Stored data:
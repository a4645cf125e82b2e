use serde::{Deserialize, Serialize};
use std::fmt;
use uuid::Uuid;

/// Address of an agent on the message transport.
#[derive(Debug, Clone, PartialEq, Eq, Hash, PartialOrd, Ord, Serialize, Deserialize)]
pub struct AgentId(pub String);

impl AgentId {
    pub fn new(address: impl Into<String>) -> Self {
        Self(address.into())
    }

    pub fn as_str(&self) -> &str {
        &self.0
    }
}

impl fmt::Display for AgentId {
    fn fmt(&self, f: &mut fmt::Formatter<'_>) -> fmt::Result {
        f.write_str(&self.0)
    }
}

impl From<&str> for AgentId {
    fn from(address: &str) -> Self {
        Self::new(address)
    }
}

#[derive(Debug, Clone, Copy, PartialEq, Eq, Hash, Serialize, Deserialize)]
pub struct IntentionId(pub Uuid);

impl IntentionId {
    pub fn new() -> Self {
        Self(Uuid::new_v4())
    }
}

impl Default for IntentionId {
    fn default() -> Self {
        Self::new()
    }
}

impl fmt::Display for IntentionId {
    fn fmt(&self, f: &mut fmt::Formatter<'_>) -> fmt::Result {
        write!(f, "intention:{}", self.0)
    }
}

#[derive(Debug, Clone, Copy, PartialEq, Eq, Hash, PartialOrd, Ord, Serialize, Deserialize)]
pub struct Timestamp(pub u64);

impl Timestamp {
    pub fn now() -> Self {
        use std::time::{SystemTime, UNIX_EPOCH};
        let duration = SystemTime::now()
            .duration_since(UNIX_EPOCH)
            .unwrap_or_default();
        Self(duration.as_millis() as u64)
    }
}
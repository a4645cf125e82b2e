//! Drives every agent's cycle, in one task or one task per agent.

use futures::future::join_all;
use futures::FutureExt;
use serde::{Deserialize, Serialize};
use std::fmt;
use std::panic::AssertUnwindSafe;
use std::str::FromStr;
use std::time::Duration;
use tokio::sync::watch;
use tokio_util::sync::CancellationToken;
use tracing::{debug, error, info, warn};

use crate::error::{AgentError, Result};
use crate::runtime::{AgentRuntime, AgentSnapshot, CycleReport};
use crate::types::AgentId;

#[derive(Debug, Clone, Copy, Default, PartialEq, Eq, Serialize, Deserialize)]
#[serde(rename_all = "snake_case")]
pub enum ScheduleMode {
    /// Round-robin in a single task. Every agent finishes a tick before the
    /// next tick starts.
    #[default]
    Cooperative,
    /// One task per agent, each counting its own ticks.
    Concurrent,
}

impl fmt::Display for ScheduleMode {
    fn fmt(&self, f: &mut fmt::Formatter<'_>) -> fmt::Result {
        match self {
            ScheduleMode::Cooperative => f.write_str("cooperative"),
            ScheduleMode::Concurrent => f.write_str("concurrent"),
        }
    }
}

impl FromStr for ScheduleMode {
    type Err = String;

    fn from_str(s: &str) -> std::result::Result<Self, Self::Err> {
        match s.to_ascii_lowercase().as_str() {
            "cooperative" => Ok(ScheduleMode::Cooperative),
            "concurrent" => Ok(ScheduleMode::Concurrent),
            other => Err(format!("unknown schedule mode: {other}")),
        }
    }
}

#[derive(Debug, Clone, PartialEq, Eq)]
pub struct SchedulerConfig {
    pub tick_interval: Duration,
    /// Stop after this many ticks. `None` runs until cancelled.
    pub max_ticks: Option<u64>,
    pub mode: ScheduleMode,
}

impl Default for SchedulerConfig {
    fn default() -> Self {
        Self {
            tick_interval: Duration::from_millis(100),
            max_ticks: None,
            mode: ScheduleMode::Cooperative,
        }
    }
}

impl SchedulerConfig {
    fn more_ticks(&self, done: u64) -> bool {
        self.max_ticks.map_or(true, |max| done < max)
    }
}

#[derive(Debug, Clone)]
pub struct SchedulerReport {
    /// Ticks completed by the scheduler (cooperative) or the busiest agent (concurrent).
    pub ticks: u64,
    pub snapshots: Vec<AgentSnapshot>,
    pub failures: Vec<(AgentId, String)>,
}

impl SchedulerReport {
    pub fn snapshot(&self, id: &AgentId) -> Option<&AgentSnapshot> {
        self.snapshots.iter().find(|s| &s.id == id)
    }
}

struct Scheduled {
    runtime: AgentRuntime,
    monitor: watch::Sender<AgentSnapshot>,
}

pub struct Scheduler {
    config: SchedulerConfig,
    agents: Vec<Scheduled>,
}

impl Scheduler {
    pub fn new(config: SchedulerConfig) -> Self {
        Self {
            config,
            agents: Vec::new(),
        }
    }

    pub fn config(&self) -> &SchedulerConfig {
        &self.config
    }

    /// Registers an agent and returns a receiver for its per-tick snapshots.
    pub fn add(&mut self, runtime: AgentRuntime) -> Result<watch::Receiver<AgentSnapshot>> {
        if self.agents.iter().any(|a| a.runtime.id() == runtime.id()) {
            return Err(AgentError::AgentAlreadyExists(runtime.id().clone()));
        }

        info!(agent_id = %runtime.id(), role = %runtime.role(), "Agent scheduled");
        let (monitor, rx) = watch::channel(runtime.snapshot());
        self.agents.push(Scheduled { runtime, monitor });
        Ok(rx)
    }

    pub fn monitors(&self) -> Vec<(AgentId, watch::Receiver<AgentSnapshot>)> {
        self.agents
            .iter()
            .map(|a| (a.runtime.id().clone(), a.monitor.subscribe()))
            .collect()
    }

    pub fn len(&self) -> usize {
        self.agents.len()
    }

    pub fn is_empty(&self) -> bool {
        self.agents.is_empty()
    }

    pub async fn run(self, cancel: CancellationToken) -> SchedulerReport {
        info!(
            agents = self.agents.len(),
            mode = %self.config.mode,
            max_ticks = ?self.config.max_ticks,
            "Scheduler starting"
        );

        let report = match self.config.mode {
            ScheduleMode::Cooperative => run_cooperative(self.agents, self.config, cancel).await,
            ScheduleMode::Concurrent => run_concurrent(self.agents, self.config, cancel).await,
        };

        info!(ticks = report.ticks, failures = report.failures.len(), "Scheduler stopped");
        report
    }
}

/// Sleeps for `interval` unless cancelled first. Returns false on cancellation.
async fn pause(interval: Duration, cancel: &CancellationToken) -> bool {
    tokio::select! {
        _ = cancel.cancelled() => false,
        _ = tokio::time::sleep(interval) => true,
    }
}

fn log_cycle(id: &AgentId, result: &Result<CycleReport>) {
    match result {
        Ok(report) => debug!(
            agent_id = %id,
            tick = report.tick,
            received = report.received,
            formed = report.formed.len(),
            achieved = report.achieved.len(),
            sent = report.sent,
            "Cycle complete"
        ),
        Err(e) => error!(agent_id = %id, error = %e, "Cycle failed"),
    }
}

fn panic_message(payload: &(dyn std::any::Any + Send)) -> String {
    payload
        .downcast_ref::<&str>()
        .map(|s| s.to_string())
        .or_else(|| payload.downcast_ref::<String>().cloned())
        .unwrap_or_else(|| "unknown panic".to_string())
}

async fn run_cooperative(
    mut agents: Vec<Scheduled>,
    config: SchedulerConfig,
    cancel: CancellationToken,
) -> SchedulerReport {
    let mut ticks = 0u64;
    let mut failures = Vec::new();
    let mut failed = vec![false; agents.len()];

    'ticks: while config.more_ticks(ticks) && !cancel.is_cancelled() {
        for (index, agent) in agents.iter_mut().enumerate() {
            if failed[index] {
                continue;
            }

            let id = agent.runtime.id().clone();
            let cycle = AssertUnwindSafe(agent.runtime.run_cycle(&cancel))
                .catch_unwind()
                .await;

            match cycle {
                Ok(result) => {
                    log_cycle(&id, &result);
                    if matches!(&result, Ok(report) if report.cancelled) {
                        break 'ticks;
                    }
                    agent.monitor.send_replace(agent.runtime.snapshot());
                }
                Err(payload) => {
                    let message = panic_message(payload.as_ref());
                    error!(agent_id = %id, panic = %message, "Agent panicked, removing it from the rotation");
                    failures.push((id, message));
                    failed[index] = true;
                }
            }
        }

        ticks += 1;
        if config.more_ticks(ticks) && !pause(config.tick_interval, &cancel).await {
            break;
        }
    }

    SchedulerReport {
        ticks,
        snapshots: agents.iter().map(|a| a.runtime.snapshot()).collect(),
        failures,
    }
}

async fn drive(mut agent: Scheduled, config: SchedulerConfig, cancel: CancellationToken) -> AgentSnapshot {
    let id = agent.runtime.id().clone();
    let mut ticks = 0u64;

    while config.more_ticks(ticks) && !cancel.is_cancelled() {
        let result = agent.runtime.run_cycle(&cancel).await;
        log_cycle(&id, &result);
        if matches!(&result, Ok(report) if report.cancelled) {
            break;
        }
        ticks += 1;
        agent.monitor.send_replace(agent.runtime.snapshot());

        if config.more_ticks(ticks) && !pause(config.tick_interval, &cancel).await {
            break;
        }
    }

    debug!(agent_id = %id, ticks, "Agent loop finished");
    agent.runtime.snapshot()
}

async fn run_concurrent(
    agents: Vec<Scheduled>,
    config: SchedulerConfig,
    cancel: CancellationToken,
) -> SchedulerReport {
    let mut watchers = Vec::with_capacity(agents.len());
    let mut tasks = Vec::with_capacity(agents.len());

    for agent in agents {
        watchers.push((agent.runtime.id().clone(), agent.monitor.subscribe()));
        tasks.push(tokio::spawn(drive(agent, config.clone(), cancel.clone())));
    }

    let mut snapshots = Vec::with_capacity(tasks.len());
    let mut failures = Vec::new();

    for ((id, watcher), joined) in watchers.into_iter().zip(join_all(tasks).await) {
        match joined {
            Ok(snapshot) => snapshots.push(snapshot),
            Err(e) => {
                let message = if e.is_panic() {
                    panic_message(e.into_panic().as_ref())
                } else {
                    e.to_string()
                };
                warn!(agent_id = %id, error = %message, "Agent task ended abnormally");
                // Last state the agent published before it died.
                snapshots.push(watcher.borrow().clone());
                failures.push((id, message));
            }
        }
    }

    SchedulerReport {
        ticks: snapshots.iter().map(|s| s.tick).max().unwrap_or(0),
        snapshots,
        failures,
    }
}

#[cfg(test)]
mod tests {
    use super::*;
    use crate::directory::Role;
    use crate::transport::MessageRouter;

    #[test]
    fn test_mode_parse() {
        assert_eq!("Concurrent".parse::<ScheduleMode>(), Ok(ScheduleMode::Concurrent));
        assert!("parallel".parse::<ScheduleMode>().is_err());
        assert_eq!(ScheduleMode::default().to_string(), "cooperative");
    }

    #[test]
    fn test_duplicate_agent_rejected() {
        let router = MessageRouter::default();
        let mut scheduler = Scheduler::new(SchedulerConfig::default());
        let a = AgentRuntime::builder(Role::Feedback, router.register(AgentId::new("feedback"))).build();
        let b = AgentRuntime::builder(Role::Feedback, router.register(AgentId::new("feedback"))).build();

        assert!(scheduler.add(a).is_ok());
        assert!(matches!(scheduler.add(b), Err(AgentError::AgentAlreadyExists(_))));
        assert_eq!(scheduler.len(), 1);
    }

    #[tokio::test]
    async fn test_max_ticks_respected() {
        let router = MessageRouter::default();
        let mut scheduler = Scheduler::new(SchedulerConfig {
            tick_interval: Duration::ZERO,
            max_ticks: Some(3),
            mode: ScheduleMode::Cooperative,
        });
        let agent = AgentRuntime::builder(Role::Feedback, router.register(AgentId::new("feedback")))
            .config(crate::runtime::RuntimeConfig {
                receive_timeout: Duration::from_millis(1),
                ..Default::default()
            })
            .build();
        let rx = scheduler.add(agent).unwrap();

        let report = scheduler.run(CancellationToken::new()).await;
        assert_eq!(report.ticks, 3);
        assert_eq!(report.snapshots[0].tick, 3);
        assert_eq!(rx.borrow().tick, 3);
    }

    #[tokio::test]
    async fn test_pre_cancelled_run_does_nothing() {
        let router = MessageRouter::default();
        let mut scheduler = Scheduler::new(SchedulerConfig {
            mode: ScheduleMode::Concurrent,
            ..SchedulerConfig::default()
        });
        let agent = AgentRuntime::builder(Role::Feedback, router.register(AgentId::new("feedback"))).build();
        scheduler.add(agent).unwrap();

        let cancel = CancellationToken::new();
        cancel.cancel();
        let report = scheduler.run(cancel).await;
        assert_eq!(report.ticks, 0);
        assert_eq!(report.snapshots.len(), 1);
        assert!(report.failures.is_empty());
    }
}
use serde::Serialize;
use std::collections::HashSet;

/// An atomic fact an agent holds. Identity is the content alone.
#[derive(Debug, Clone, Serialize)]
pub struct Belief {
    pub content: String,
    pub strength: f64,
}

impl Belief {
    pub fn new(content: impl Into<String>, strength: f64) -> Self {
        Self {
            content: content.into(),
            strength,
        }
    }
}

impl PartialEq for Belief {
    fn eq(&self, other: &Self) -> bool {
        self.content == other.content
    }
}

impl Eq for Belief {}

impl std::hash::Hash for Belief {
    fn hash<H: std::hash::Hasher>(&self, state: &mut H) {
        self.content.hash(state);
    }
}

/// Monotonic set of beliefs keyed by content, kept in insertion order.
#[derive(Debug, Clone, Default)]
pub struct BeliefStore {
    beliefs: Vec<Belief>,
    index: HashSet<String>,
}

impl BeliefStore {
    pub fn new() -> Self {
        Self::default()
    }

    /// Insert a belief with strength 1.0. Returns false if the content was already held.
    pub fn add(&mut self, content: impl Into<String>) -> bool {
        self.add_with_strength(content, 1.0)
    }

    pub fn add_with_strength(&mut self, content: impl Into<String>, strength: f64) -> bool {
        let content = content.into();
        if self.index.contains(&content) {
            return false;
        }
        self.index.insert(content.clone());
        self.beliefs.push(Belief::new(content, strength));
        true
    }

    pub fn has(&self, content: &str) -> bool {
        self.index.contains(content)
    }

    pub fn get(&self, content: &str) -> Option<&Belief> {
        if !self.has(content) {
            return None;
        }
        self.beliefs.iter().find(|b| b.content == content)
    }

    /// Owned snapshot, safe to hold while the store keeps changing.
    pub fn all(&self) -> Vec<Belief> {
        self.beliefs.clone()
    }

    pub fn matching<'a>(&'a self, prefix: &'a str) -> impl Iterator<Item = &'a Belief> + 'a {
        self.beliefs
            .iter()
            .filter(move |b| b.content.starts_with(prefix))
    }

    pub fn count_matching(&self, prefix: &str) -> usize {
        self.matching(prefix).count()
    }

    pub fn len(&self) -> usize {
        self.beliefs.len()
    }

    pub fn is_empty(&self) -> bool {
        self.beliefs.is_empty()
    }
}

#[cfg(test)]
mod tests {
    use super::*;

    #[test]
    fn test_add_is_idempotent() {
        let mut store = BeliefStore::new();
        assert!(store.add("video_uploaded(v1, tiktok)"));
        assert!(!store.add("video_uploaded(v1, tiktok)"));
        assert_eq!(store.len(), 1);
        assert!(store.has("video_uploaded(v1, tiktok)"));
    }

    #[test]
    fn test_first_strength_wins() {
        let mut store = BeliefStore::new();
        store.add_with_strength("trend(tiktok)", 0.3);
        store.add_with_strength("trend(tiktok)", 0.9);
        assert_eq!(store.get("trend(tiktok)").map(|b| b.strength), Some(0.3));
    }

    #[test]
    fn test_empty_content_is_valid() {
        let mut store = BeliefStore::new();
        assert!(store.add(""));
        assert!(store.has(""));
    }

    #[test]
    fn test_snapshot_is_detached() {
        let mut store = BeliefStore::new();
        store.add("a");
        let snapshot = store.all();
        store.add("b");
        assert_eq!(snapshot.len(), 1);
        assert_eq!(store.len(), 2);
    }

    #[test]
    fn test_count_matching() {
        let mut store = BeliefStore::new();
        store.add("comments_received(v1, ['Loved it!'])");
        store.add("comments_received(v2, ['Nice'])");
        store.add("suggestions_received(v1, ['Looks good!'])");
        assert_eq!(store.count_matching("comments_received(v1,"), 1);
        assert_eq!(store.count_matching("comments_received("), 2);
    }
}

EXERCISE OBJECTIVE → Some lines of the data may hold the word "IntentionId". Say how many do, with nothing else.

TASK RESPONSE → 4